The borough is waiting to take ownership of the remaining 7,000 acres or so: In addition to the Sunny Bay acreage, about 1,300 acres are at Thoms Place (on Wrangell Island), 460 acres at Olive Cove (Etolin Island), 700 on Wrangell Island West, nearly 900 on Wrangell Island East, 900 at Earl West Cove (Wrangell Island), 405 at Crittenden Creek (on the mainland), 150 in Mill Creek (on the mainland),

Rushmore said the borough received the survey status on March 8, after a meeting with the department commissioner. She found it surprising that Sunny Bay, south of Deer Island, was the only parcel surveyed.

“Sunny Bay is in a remote area and they hadn’t had timber plans for there, so having it surveyed surprised me,” Rushmore said last Wednesday. “But it was likely surveyed way back because at one point it was selected by the University of Alaska for revenue-generating lands, and in order to transfer to the university it would need a survey. I thought a few other areas would have been surveyed because of state timber sales in the area, or plans for remote home subdivisions.”

But even the transfer for the Sunny Bay patent could take a year, Rushmore said.

In order to receive patents for the unsurveyed land, the borough will have to follow specific survey requirements issued by the state and submit the surveyed plats for state approval, she said.

Rushmore said the borough has set aside about $300,000 for the survey work, part of the money the state provided when Wrangell became a borough to help with its organizational requirements, “but (it’s) likely not enough,” she said.

Meeting their requirements, she said, will be a “very spendy project and time-consuming.”

Once surveyed, the borough could get patents over the remaining areas, as it has for the land on Zarembo Island by St. John’s Harbor which is heavily used by Wrangell residents for hunting and recreation.

Potential uses for the Zarembo Island property are farming, pastureland, residential living, private and commercial recreation, and smaller residential lots along the shoreline. Dividing the acreage into tracts of 20 to 40 acres could be possible, according to the borough’s 2016 preliminary land-use summary.

Earl West Cove and Crittenden Creek were highlighted with potential for residential development.

“There was huge interest by the community to select the state lands (on Zarembo Island),” Rushmore said. “We were denied the first time. The second time, after the state completed their timber sale and got their revenue off the land, they then said ‘OK.’”

Wrangell was able to select state lands when it became a borough in 2008.

“We were allowed to select 9,006 acres of certain state lands within our borough boundaries,” Rushmore said. “You go through a long selection process with the state.”

The borough’s selection was finalized in 2016.

While the borough has management authority, it can’t develop or sell the selected lands without a patent. The state has transferred the patent on only the Zarembo Island parcel.

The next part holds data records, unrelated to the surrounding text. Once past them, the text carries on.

//! GPU resource handles.
//!
//! Applications hold `GpuResource` values, never native objects. The
//! registry maps each handle to its native object, owning context and
//! reference count, and marks handles invalid when their context dies.

mod descriptor;
mod handle;
mod registry;

pub use descriptor::{
    BufferDescriptor, BufferUsage, FilterMode, FontAtlasDescriptor, GpuResourceDescriptor,
    ShaderDescriptor, TextureDescriptor, TextureFormat,
};
pub use handle::{ContextId, GpuResource, NativeHandle, ResourceKind};
pub use registry::{ResourceInfo, ResourceKey, ResourceRegistry, ResourceState};
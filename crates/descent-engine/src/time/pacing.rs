//! Wait planning for frame pacing.
//!
//! Everything here is a pure function of durations, so the pacing policy is
//! testable without a clock.

use std::time::Duration;

/// How the synchronizer should wait out the rest of a frame.
#[derive(Debug, Copy, Clone, Eq, PartialEq)]
pub struct WaitPlan {
    /// Coarse sleep to perform first.
    pub sleep: Duration,
    /// Elapsed-since-frame-start to busy-wait up to after sleeping.
    pub deadline: Duration,
}

impl WaitPlan {
    pub const NONE: WaitPlan = WaitPlan {
        sleep: Duration::ZERO,
        deadline: Duration::ZERO,
    };

    pub fn is_none(&self) -> bool {
        self.deadline.is_zero()
    }
}

/// Target interval for a rate, `None` when pacing is disabled.
pub fn interval_for(target_hz: f64) -> Option<Duration> {
    if !target_hz.is_finite() || target_hz <= 0.0 {
        return None;
    }
    Duration::try_from_secs_f64(1.0 / target_hz)
        .ok()
        .filter(|d| !d.is_zero())
}

/// Frame budget after drift correction, clamped to `[0, 2 * interval]`.
pub fn budget(interval: Duration, drift_ns: i64) -> Duration {
    let interval_ns = nanos(interval);
    let b = interval_ns
        .saturating_sub(drift_ns)
        .clamp(0, interval_ns.saturating_mul(2));
    Duration::from_nanos(b as u64)
}

/// Folds one measured frame into the drift. Clamped to one interval so a
/// long stall never turns into a burst of zero-length frames.
pub fn accumulate_drift(drift_ns: i64, actual: Duration, interval: Duration) -> i64 {
    let interval_ns = nanos(interval);
    drift_ns
        .saturating_add(nanos(actual))
        .saturating_sub(interval_ns)
        .clamp(-interval_ns, interval_ns)
}

/// Plans the wait for a frame that has run for `elapsed` so far.
///
/// Sleeps for the remaining budget minus `spin_window`, then busy-waits up
/// to the budget. Frames already over budget do not wait.
pub fn plan_wait(
    elapsed: Duration,
    interval: Duration,
    drift_ns: i64,
    spin_window: Duration,
) -> WaitPlan {
    let deadline = budget(interval, drift_ns);
    if elapsed >= deadline {
        return WaitPlan::NONE;
    }

    let remaining = deadline - elapsed;
    WaitPlan {
        sleep: remaining.saturating_sub(spin_window),
        deadline,
    }
}

fn nanos(d: Duration) -> i64 {
    i64::try_from(d.as_nanos()).unwrap_or(i64::MAX)
}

A patent is the primary land document that transfers title and functions much like a deed, Rushmore said.

Getting the status report back from the state and learning what areas remain for the borough to survey took three years, Rushmore said. “Changeover in staff, COVID, losing our request, etc. etc.”

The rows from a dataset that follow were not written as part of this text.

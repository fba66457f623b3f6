use std::io::Cursor;
use std::sync::Arc;
use std::time::Duration;

use symphonia::core::audio::SampleBuffer;
use symphonia::core::codecs::DecoderOptions;
use symphonia::core::errors::Error as SymphoniaError;
use symphonia::core::formats::FormatOptions;
use symphonia::core::io::MediaSourceStream;
use symphonia::core::meta::MetadataOptions;
use symphonia::core::probe::Hint;

use crate::error::DecodeError;

/// Fully decoded PCM, interleaved `f32` samples. Immutable and cheap to clone.
#[derive(Debug, Clone, PartialEq)]
pub struct DecodedSound {
    pub sample_rate: u32,
    pub channels: u16,
    pub samples: Arc<[f32]>,
}

impl DecodedSound {
    pub fn frames(&self) -> usize {
        self.samples.len() / usize::from(self.channels.max(1))
    }

    pub fn duration(&self) -> Duration {
        if self.sample_rate == 0 {
            return Duration::ZERO;
        }
        Duration::from_secs_f64(self.frames() as f64 / f64::from(self.sample_rate))
    }
}

/// Decodes any container/codec symphonia knows into PCM.
///
/// Corrupt packets are skipped; a stream without a single decodable frame
/// is an error. Safe to call off the engine thread.
pub fn decode_sound(bytes: &[u8]) -> Result<DecodedSound, DecodeError> {
    if bytes.is_empty() {
        return Err(DecodeError::new("audio", "no data"));
    }

    let mss = MediaSourceStream::new(Box::new(Cursor::new(bytes.to_vec())), Default::default());
    let probed = symphonia::default::get_probe()
        .format(
            &Hint::new(),
            mss,
            &FormatOptions::default(),
            &MetadataOptions::default(),
        )
        .map_err(|e| DecodeError::new("audio", e.to_string()))?;
    let mut reader = probed.format;

    let track = reader
        .default_track()
        .ok_or_else(|| DecodeError::new("audio", "no audio track"))?;
    let track_id = track.id;
    let mut sample_rate = track.codec_params.sample_rate.unwrap_or(0);
    let mut channels = track
        .codec_params
        .channels
        .map_or(0, |c| c.count() as u16);

    let mut decoder = symphonia::default::get_codecs()
        .make(&track.codec_params, &DecoderOptions::default())
        .map_err(|e| DecodeError::new("audio", e.to_string()))?;

    let mut samples = Vec::<f32>::new();
    let mut skipped = 0usize;
    loop {
        let packet = match reader.next_packet() {
            Ok(packet) => packet,
            Err(SymphoniaError::IoError(_)) | Err(SymphoniaError::ResetRequired) => break,
            Err(e) => return Err(DecodeError::new("audio", e.to_string())),
        };
        if packet.track_id() != track_id {
            continue;
        }

        match decoder.decode(&packet) {
            Ok(decoded) => {
                let spec = *decoded.spec();
                sample_rate = spec.rate;
                channels = spec.channels.count() as u16;
                let mut buf = SampleBuffer::<f32>::new(decoded.capacity() as u64, spec);
                buf.copy_interleaved_ref(decoded);
                samples.extend_from_slice(buf.samples());
            }
            Err(SymphoniaError::DecodeError(e)) => {
                skipped += 1;
                log::debug!("skipping corrupt audio packet: {e}");
            }
            Err(e) => return Err(DecodeError::new("audio", e.to_string())),
        }
    }

    if samples.is_empty() || channels == 0 || sample_rate == 0 {
        return Err(DecodeError::new("audio", "stream contains no decodable frames"));
    }
    if skipped > 0 {
        log::warn!("decoded audio with {skipped} corrupt packet(s) skipped");
    }

    Ok(DecodedSound {
        sample_rate,
        channels,
        samples: samples.into(),
    })
}

#[cfg(test)]
pub(crate) mod tests {
    use super::*;

    /// 16-bit PCM WAV of a sine tone.
    pub(crate) fn wav_bytes(channels: u16, sample_rate: u32, frames: usize) -> Vec<u8> {
        let spec = hound::WavSpec {
            channels,
            sample_rate,
            bits_per_sample: 16,
            sample_format: hound::SampleFormat::Int,
        };
        let mut cursor = Cursor::new(Vec::new());
        {
            let mut writer = hound::WavWriter::new(&mut cursor, spec).unwrap();
            for i in 0..frames {
                let t = i as f32 / sample_rate as f32;
                let s = (t * 440.0 * std::f32::consts::TAU).sin();
                for _ in 0..channels {
                    writer.write_sample((s * i16::MAX as f32 * 0.5) as i16).unwrap();
                }
            }
            writer.finalize().unwrap();
        }
        cursor.into_inner()
    }

    #[test]
    fn decodes_wav() {
        let sound = decode_sound(&wav_bytes(2, 22_050, 2205)).unwrap();
        assert_eq!(sound.channels, 2);
        assert_eq!(sound.sample_rate, 22_050);
        assert_eq!(sound.frames(), 2205);
        assert!((sound.duration().as_secs_f64() - 0.1).abs() < 1e-6);
        assert!(sound.samples.iter().all(|s| (-1.0..=1.0).contains(s)));
    }

    #[test]
    fn rejects_garbage() {
        assert!(decode_sound(b"").is_err());
        let err = decode_sound(b"definitely not a sound file").unwrap_err();
        assert_eq!(err.what, "audio");
    }

    #[test]
    fn rejects_truncated_header() {
        let bytes = wav_bytes(1, 8000, 100);
        assert!(decode_sound(&bytes[..20]).is_err());
    }
}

DNR is very slow and backlogged issuing survey instructions, she said.

Rushmore in January said they were told they should have seen a status decision in February, then it came through this month.

Even if it takes a while to get all the land surveyed and patented, the planning and zoning commission wants to get a plan in place for what to put on it.

“At some point, the land will be ours,” planning and zoning commission member Don McConachie Sr. said. “We need to have some thought process, even if it changes, before we actually have it. We all know these areas. Not everybody is familiar as much as others. You need to be prepared, because it will happen, at some point. Who knows who will be on planning and zoning? Heck, we may all be gone by the time it gets done. It would be easier, for the people who have taken over, to see what the thought process was.”